• _YOUR GOAL_: Would you restate the entries below exactly, keeping every line?

+---+

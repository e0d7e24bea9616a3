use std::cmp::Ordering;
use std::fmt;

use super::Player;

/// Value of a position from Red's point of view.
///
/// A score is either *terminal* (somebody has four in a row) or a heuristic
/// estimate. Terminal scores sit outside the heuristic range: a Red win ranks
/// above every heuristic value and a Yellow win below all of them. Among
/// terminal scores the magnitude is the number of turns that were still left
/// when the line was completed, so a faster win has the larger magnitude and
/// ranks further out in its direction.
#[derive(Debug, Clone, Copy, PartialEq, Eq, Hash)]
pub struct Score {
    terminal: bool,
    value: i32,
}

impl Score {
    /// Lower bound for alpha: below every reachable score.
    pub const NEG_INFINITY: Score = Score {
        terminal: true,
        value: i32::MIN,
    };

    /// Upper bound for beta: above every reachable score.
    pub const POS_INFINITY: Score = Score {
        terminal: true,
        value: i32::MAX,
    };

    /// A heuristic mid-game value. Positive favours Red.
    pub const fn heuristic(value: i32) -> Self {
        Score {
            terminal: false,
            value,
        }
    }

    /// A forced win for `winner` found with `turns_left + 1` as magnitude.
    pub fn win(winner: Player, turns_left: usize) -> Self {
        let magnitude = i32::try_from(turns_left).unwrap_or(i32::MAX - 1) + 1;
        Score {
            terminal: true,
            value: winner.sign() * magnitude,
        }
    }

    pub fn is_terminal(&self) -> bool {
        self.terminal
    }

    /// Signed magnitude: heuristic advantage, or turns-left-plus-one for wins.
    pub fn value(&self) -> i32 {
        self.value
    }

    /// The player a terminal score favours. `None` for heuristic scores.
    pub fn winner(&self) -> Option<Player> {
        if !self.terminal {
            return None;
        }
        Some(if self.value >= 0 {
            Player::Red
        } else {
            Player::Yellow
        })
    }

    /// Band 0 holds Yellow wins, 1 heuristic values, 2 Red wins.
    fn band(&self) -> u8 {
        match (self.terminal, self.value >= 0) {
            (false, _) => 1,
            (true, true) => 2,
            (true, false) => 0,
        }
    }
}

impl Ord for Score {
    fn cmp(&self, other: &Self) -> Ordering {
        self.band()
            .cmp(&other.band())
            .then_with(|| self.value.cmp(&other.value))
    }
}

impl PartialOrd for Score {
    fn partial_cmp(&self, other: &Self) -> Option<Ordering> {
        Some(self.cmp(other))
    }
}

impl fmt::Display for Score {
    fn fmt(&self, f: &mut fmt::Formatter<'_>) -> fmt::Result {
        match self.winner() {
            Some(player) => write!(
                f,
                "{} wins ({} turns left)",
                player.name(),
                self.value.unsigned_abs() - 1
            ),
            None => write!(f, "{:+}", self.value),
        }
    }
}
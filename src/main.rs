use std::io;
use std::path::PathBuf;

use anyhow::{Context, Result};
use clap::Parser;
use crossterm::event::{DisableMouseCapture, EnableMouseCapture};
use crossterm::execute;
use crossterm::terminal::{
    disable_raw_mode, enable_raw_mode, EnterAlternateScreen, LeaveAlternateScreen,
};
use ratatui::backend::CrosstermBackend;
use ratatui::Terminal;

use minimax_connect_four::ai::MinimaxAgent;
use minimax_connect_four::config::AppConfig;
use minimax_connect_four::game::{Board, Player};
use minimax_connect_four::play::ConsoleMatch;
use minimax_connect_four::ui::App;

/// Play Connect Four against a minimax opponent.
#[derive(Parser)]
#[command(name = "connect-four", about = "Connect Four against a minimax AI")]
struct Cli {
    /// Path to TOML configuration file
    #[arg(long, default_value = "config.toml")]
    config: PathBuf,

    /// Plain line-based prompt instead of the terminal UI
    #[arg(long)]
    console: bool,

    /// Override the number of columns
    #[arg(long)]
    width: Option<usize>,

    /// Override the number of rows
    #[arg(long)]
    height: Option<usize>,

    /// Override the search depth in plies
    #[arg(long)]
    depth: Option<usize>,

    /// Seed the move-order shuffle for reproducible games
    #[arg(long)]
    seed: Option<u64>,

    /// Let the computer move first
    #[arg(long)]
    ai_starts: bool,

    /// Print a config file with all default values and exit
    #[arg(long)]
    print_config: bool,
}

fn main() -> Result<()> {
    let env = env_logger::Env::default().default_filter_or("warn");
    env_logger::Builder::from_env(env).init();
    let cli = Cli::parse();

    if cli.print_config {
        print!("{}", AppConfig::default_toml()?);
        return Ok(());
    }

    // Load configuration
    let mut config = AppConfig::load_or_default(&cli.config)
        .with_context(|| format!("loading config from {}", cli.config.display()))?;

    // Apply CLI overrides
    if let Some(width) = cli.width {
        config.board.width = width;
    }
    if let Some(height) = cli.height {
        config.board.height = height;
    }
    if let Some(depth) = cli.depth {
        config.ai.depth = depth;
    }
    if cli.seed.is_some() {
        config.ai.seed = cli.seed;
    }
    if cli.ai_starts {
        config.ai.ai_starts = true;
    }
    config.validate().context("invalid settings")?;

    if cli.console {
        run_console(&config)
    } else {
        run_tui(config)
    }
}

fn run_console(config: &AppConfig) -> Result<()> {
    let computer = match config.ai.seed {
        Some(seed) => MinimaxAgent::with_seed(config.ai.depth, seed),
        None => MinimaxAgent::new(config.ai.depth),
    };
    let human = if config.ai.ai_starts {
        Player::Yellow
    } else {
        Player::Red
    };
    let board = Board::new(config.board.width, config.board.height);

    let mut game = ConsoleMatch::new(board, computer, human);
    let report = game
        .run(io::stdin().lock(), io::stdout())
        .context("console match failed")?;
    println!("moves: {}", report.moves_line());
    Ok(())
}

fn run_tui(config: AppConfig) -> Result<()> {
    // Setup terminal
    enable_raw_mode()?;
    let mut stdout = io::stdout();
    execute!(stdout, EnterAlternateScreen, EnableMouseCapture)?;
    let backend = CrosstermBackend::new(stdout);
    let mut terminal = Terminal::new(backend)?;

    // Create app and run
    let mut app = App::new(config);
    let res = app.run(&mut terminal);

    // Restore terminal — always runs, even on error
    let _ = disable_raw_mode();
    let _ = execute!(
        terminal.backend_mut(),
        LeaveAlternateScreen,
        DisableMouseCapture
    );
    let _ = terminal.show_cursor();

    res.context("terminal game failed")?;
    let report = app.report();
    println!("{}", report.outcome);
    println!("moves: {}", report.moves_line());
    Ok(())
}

+---+

• _ANSWER FOR THE TASK_:
repository e0d7e24bea9616a3
use std::cmp::Ordering;
use std::fmt;

use super::Player;

/// Value of a position from Red's point of view.
///
/// A score is either *terminal* (somebody has four in a row) or a heuristic
/// estimate. Terminal scores sit outside the heuristic range: a Red win ranks
/// above every heuristic value and a Yellow win below all of them. Among
/// terminal scores the magnitude is the number of turns that were still left
/// when the line was completed, so a faster win has the larger magnitude and
/// ranks further out in its direction.
#[derive(Debug, Clone, Copy, PartialEq, Eq, Hash)]
pub struct Score {
    terminal: bool,
    value: i32,
}

impl Score {
    /// Lower bound for alpha: below every reachable score.
    pub const NEG_INFINITY: Score = Score {
        terminal: true,
        value: i32::MIN,
    };

    /// Upper bound for beta: above every reachable score.
    pub const POS_INFINITY: Score = Score {
        terminal: true,
        value: i32::MAX,
    };

    /// A heuristic mid-game value. Positive favours Red.
    pub const fn heuristic(value: i32) -> Self {
        Score {
            terminal: false,
            value,
        }
    }

    /// A forced win for `winner` found with `turns_left + 1` as magnitude.
    pub fn win(winner: Player, turns_left: usize) -> Self {
        let magnitude = i32::try_from(turns_left).unwrap_or(i32::MAX - 1) + 1;
        Score {
            terminal: true,
            value: winner.sign() * magnitude,
        }
    }

    pub fn is_terminal(&self) -> bool {
        self.terminal
    }

    /// Signed magnitude: heuristic advantage, or turns-left-plus-one for wins.
    pub fn value(&self) -> i32 {
        self.value
    }

    /// The player a terminal score favours. `None` for heuristic scores.
    pub fn winner(&self) -> Option<Player> {
        if !self.terminal {
            return None;
        }
        Some(if self.value >= 0 {
            Player::Red
        } else {
            Player::Yellow
        })
    }

    /// Band 0 holds Yellow wins, 1 heuristic values, 2 Red wins.
    fn band(&self) -> u8 {
        match (self.terminal, self.value >= 0) {
            (false, _) => 1,
            (true, true) => 2,
            (true, false) => 0,
        }
    }
}

impl Ord for Score {
    fn cmp(&self, other: &Self) -> Ordering {
        self.band()
            .cmp(&other.band())
            .then_with(|| self.value.cmp(&other.value))
    }
}

impl PartialOrd for Score {
    fn partial_cmp(&self, other: &Self) -> Option<Ordering> {
        Some(self.cmp(other))
    }
}

impl fmt::Display for Score {
    fn fmt(&self, f: &mut fmt::Formatter<'_>) -> fmt::Result {
        match self.winner() {
            Some(player) => write!(
                f,
                "{} wins ({} turns left)",
                player.name(),
                self.value.unsigned_abs() - 1
            ),
            None => write!(f, "{:+}", self.value),
        }
    }
}
filename src/main.rs
use std::io;
use std::path::PathBuf;

use anyhow::{Context, Result};
use clap::Parser;
use crossterm::event::{DisableMouseCapture, EnableMouseCapture};
use crossterm::execute;
use crossterm::terminal::{
    disable_raw_mode, enable_raw_mode, EnterAlternateScreen, LeaveAlternateScreen,
};
use ratatui::backend::CrosstermBackend;
use ratatui::Terminal;

use minimax_connect_four::ai::MinimaxAgent;
use minimax_connect_four::config::AppConfig;
use minimax_connect_four::game::{Board, Player};
use minimax_connect_four::play::ConsoleMatch;
use minimax_connect_four::ui::App;

/// Play Connect Four against a minimax opponent.
#[derive(Parser)]
#[command(name = "connect-four", about = "Connect Four against a minimax AI")]
struct Cli {
    /// Path to TOML configuration file
    #[arg(long, default_value = "config.toml")]
    config: PathBuf,

    /// Plain line-based prompt instead of the terminal UI
    #[arg(long)]
    console: bool,

    /// Override the number of columns
    #[arg(long)]
    width: Option<usize>,

    /// Override the number of rows
    #[arg(long)]
    height: Option<usize>,

    /// Override the search depth in plies
    #[arg(long)]
    depth: Option<usize>,

    /// Seed the move-order shuffle for reproducible games
    #[arg(long)]
    seed: Option<u64>,

    /// Let the computer move first
    #[arg(long)]
    ai_starts: bool,

    /// Print a config file with all default values and exit
    #[arg(long)]
    print_config: bool,
}

fn main() -> Result<()> {
    let env = env_logger::Env::default().default_filter_or("warn");
    env_logger::Builder::from_env(env).init();
    let cli = Cli::parse();

    if cli.print_config {
        print!("{}", AppConfig::default_toml()?);
        return Ok(());
    }

    // Load configuration
    let mut config = AppConfig::load_or_default(&cli.config)
        .with_context(|| format!("loading config from {}", cli.config.display()))?;

    // Apply CLI overrides
    if let Some(width) = cli.width {
        config.board.width = width;
    }
    if let Some(height) = cli.height {
        config.board.height = height;
    }
    if let Some(depth) = cli.depth {
        config.ai.depth = depth;
    }
    if cli.seed.is_some() {
        config.ai.seed = cli.seed;
    }
    if cli.ai_starts {
        config.ai.ai_starts = true;
    }
    config.validate().context("invalid settings")?;

    if cli.console {
        run_console(&config)
    } else {
        run_tui(config)
    }
}

fn run_console(config: &AppConfig) -> Result<()> {
    let computer = match config.ai.seed {
        Some(seed) => MinimaxAgent::with_seed(config.ai.depth, seed),
        None => MinimaxAgent::new(config.ai.depth),
    };
    let human = if config.ai.ai_starts {
        Player::Yellow
    } else {
        Player::Red
    };
    let board = Board::new(config.board.width, config.board.height);

    let mut game = ConsoleMatch::new(board, computer, human);
    let report = game
        .run(io::stdin().lock(), io::stdout())
        .context("console match failed")?;
    println!("moves: {}", report.moves_line());
    Ok(())
}

fn run_tui(config: AppConfig) -> Result<()> {
    // Setup terminal
    enable_raw_mode()?;
    let mut stdout = io::stdout();
    execute!(stdout, EnterAlternateScreen, EnableMouseCapture)?;
    let backend = CrosstermBackend::new(stdout);
    let mut terminal = Terminal::new(backend)?;

    // Create app and run
    let mut app = App::new(config);
    let res = app.run(&mut terminal);

    // Restore terminal — always runs, even on error
    let _ = disable_raw_mode();
    let _ = execute!(
        terminal.backend_mut(),
        LeaveAlternateScreen,
        DisableMouseCapture
    );
    let _ = terminal.show_cursor();

    res.context("terminal game failed")?;
    let report = app.report();
    println!("{}", report.outcome);
    println!("moves: {}", report.moves_line());
    Ok(())
}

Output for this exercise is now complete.